The band recorded their second album, If I Don't Come Home You'll Know I'm Gone in late 2008 and early 2009 in Montreal with producer Howard Bilerman (Arcade Fire, Thee Silver Mt. Zion, Basia Bulat). This record, released on August 25, 2009, saw them push the limits of the folk and country genres that was heard on When Lost at Sea with a more sonic and multi-instrumentally layered aesthetic.

They toured extensively throughout 2009 and 2010 in Canada, Europe and the United States in support of their 2009 release If I Don't Come Home You'll Know I'm Gone with Elliott Brood, The Rural Alberta Advantage and Yukon Blonde.

On February 28, 2012, the band released its third LP, titled Every Child a Daughter, Every Moon a Sun. This record was again recorded by Bilerman, this time with the help of Radwan Ghazi Moumneh, and Montreal's iconic Hotel 2 Tango.

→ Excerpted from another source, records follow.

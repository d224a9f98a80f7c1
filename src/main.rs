use std::collections::BTreeMap;
use std::fs;

use clap::Parser;
use serde::Deserialize;
use tracing_subscriber::EnvFilter;

use jolr::{
    Builder, FieldKind, FieldOptions, FieldWeights, IndexBlob, IndexSpec, SearchClient,
    WorkerConfig,
};

mod cli;
use cli::{Cli, Commands};

/// Input for the `build` command.
#[derive(Deserialize)]
struct Manifest {
    fields: Vec<ManifestField>,
    documents: Vec<ManifestDoc>,
}

#[derive(Deserialize)]
struct ManifestField {
    name: String,
    #[serde(rename = "type", default = "default_kind")]
    kind: FieldKind,
    #[serde(default)]
    index: bool,
    #[serde(default)]
    publish: bool,
    #[serde(default)]
    required: bool,
}

fn default_kind() -> FieldKind {
    FieldKind::Text
}

#[derive(Deserialize)]
struct ManifestDoc {
    #[serde(rename = "_boost", default = "default_boost")]
    boost: f64,
    #[serde(flatten)]
    values: BTreeMap<String, String>,
}

fn default_boost() -> f64 {
    1.0
}

type CliResult = Result<(), Box<dyn std::error::Error>>;

fn main() {
    tracing_subscriber::fmt()
        .with_env_filter(EnvFilter::from_default_env())
        .with_writer(std::io::stderr)
        .init();

    let cli = Cli::parse();
    let result = match cli.command {
        Commands::Build { input, output } => run_build(&input, &output),
        Commands::Inspect { file } => run_inspect(&file),
        Commands::Search {
            indexes,
            query,
            weights,
            limit,
        } => run_search(&indexes, &query, &weights, limit),
    };

    if let Err(error) = result {
        eprintln!("error: {error}");
        std::process::exit(1);
    }
}

fn run_build(input: &str, output: &str) -> CliResult {
    let manifest: Manifest = serde_json::from_slice(&fs::read(input)?)?;

    let mut builder = Builder::new();
    for field in &manifest.fields {
        let options = FieldOptions {
            index: field.index,
            publish: field.publish,
            required: field.required,
        };
        match field.kind {
            FieldKind::Text => builder.text_field(&field.name, options),
            FieldKind::Name => builder.name_field(&field.name, options),
            FieldKind::Enum => builder.enum_field(&field.name, options),
        };
    }

    #[cfg(feature = "parallel")]
    {
        let sources: Vec<(jolr::DocumentSource, f64)> = manifest
            .documents
            .iter()
            .map(|doc| (doc.values.clone(), doc.boost))
            .collect();
        builder.add_documents(&sources)?;
    }
    #[cfg(not(feature = "parallel"))]
    for doc in &manifest.documents {
        builder.add_document(&doc.values, doc.boost)?;
    }

    let doc_count = builder.doc_count();
    let blob = builder.into_blob();
    fs::write(output, blob.to_vec())?;
    println!("indexed {doc_count} documents into {output}");
    Ok(())
}

fn run_inspect(file: &str) -> CliResult {
    let blob = IndexBlob::from_slice(file, &fs::read(file)?)?;

    println!("{:<4} {:<16} {:<6} {:>7} {:>7} {:>6}", "id", "name", "type", "indexed", "publish", "count");
    for field in &blob.fields {
        println!(
            "{:<4} {:<16} {:<6} {:>7} {:>7} {:>6}",
            field.id.0,
            field.name,
            format!("{:?}", field.kind).to_lowercase(),
            field.index,
            field.publish,
            field.count
        );
    }

    let mut term_count = 0usize;
    blob.for_each_term(file, |_, _| {
        term_count += 1;
        Ok(())
    })?;
    println!("{} documents, {} terms", blob.documents.len(), term_count);
    Ok(())
}

fn run_search(indexes: &[String], query: &str, weights: &[String], limit: usize) -> CliResult {
    let weights = parse_weights(weights)?;
    let specs = indexes
        .iter()
        .map(|entry| {
            let (id, path) = entry
                .split_once('=')
                .ok_or_else(|| format!("--index takes ID=PATH, got \"{entry}\""))?;
            Ok(IndexSpec::new(id, path).with_weights(weights.clone()))
        })
        .collect::<Result<Vec<_>, String>>()?;
    let index_ids: Vec<String> = specs.iter().map(|spec| spec.id.clone()).collect();

    let runtime = tokio::runtime::Builder::new_multi_thread().enable_all().build()?;
    let outcome = runtime.block_on(async {
        let client = SearchClient::spawn(WorkerConfig::default()).await?;
        client.preload(specs)?;
        client.query(index_ids, query).await
    })?;

    if outcome.results.is_empty() {
        println!("no results");
        return Ok(());
    }

    for (rank, hit) in outcome.results.iter().take(limit).enumerate() {
        let relname = hit.doc.relname().unwrap_or("<unnamed>");
        let title = hit.doc.str_field("title").unwrap_or("");
        println!(
            "{:>3}. [{:.4}] {}:{relname}{}{title}",
            rank + 1,
            hit.score,
            hit.index_id,
            if title.is_empty() { "" } else { "  " },
        );
    }
    if outcome.results.len() > limit {
        println!("... and {} more", outcome.results.len() - limit);
    }
    Ok(())
}

fn parse_weights(entries: &[String]) -> Result<FieldWeights, Box<dyn std::error::Error>> {
    let mut weights = FieldWeights::new();
    for entry in entries {
        let (field, value) = entry
            .split_once('=')
            .ok_or_else(|| format!("--weight takes FIELD=WEIGHT, got \"{entry}\""))?;
        weights.insert(field.to_string(), value.parse::<f64>()?);
    }
    Ok(weights)
}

In 2014, the band left their former record label to start their own Chelsea Records, an artist driven label.

Their most recent album, Swimming in Strange Waters, was released in 2017.

Gardiner subsequently collaborated with "Champagne" James Robertson, Ben Whiteley and Lyle Mozlan in MOONRIIVR, a project who released their debut album Vol. 1 in 2023. They subsequently collaborated with Peter Dreimanis on his 2025 album Peter Dreams and MOONRIIVR.

Gardiner has also been a producer and recording engineer for other artists, including The Rural Alberta Advantage, Dan Mangan, David Myles, Jacob Brodovsky, The Golden Dogs, Jason Collett, Royal City, Evening Hymns, Great Bloomers and Kalle Mattson.

==Discography==
- When Lost at Sea (2007)
- If I Don't Come Home You'll Know I'm Gone (2009)
- Bedrooms + Backstreets Tour EP (2009)
- City of Light Tour EP (2011)
- Every Child a Daughter, Every Moon a Sun (2012) — No. 66 CAN
- Let's Be Ready (2014/2015)
- Swimming in Strange Waters (2017)

===Compilations===
- Friends in Bellwoods (2007): "The Wooden Sky"
- Friends in Bellwoods II (2009): "My Old Ghosts"
- Lead singer Gavin Gardiner sang the lead vocal on the song "Asteroid" from Ryan Granville-Martin's album Mouthparts and Wings (2013), which features a different vocalist on each song.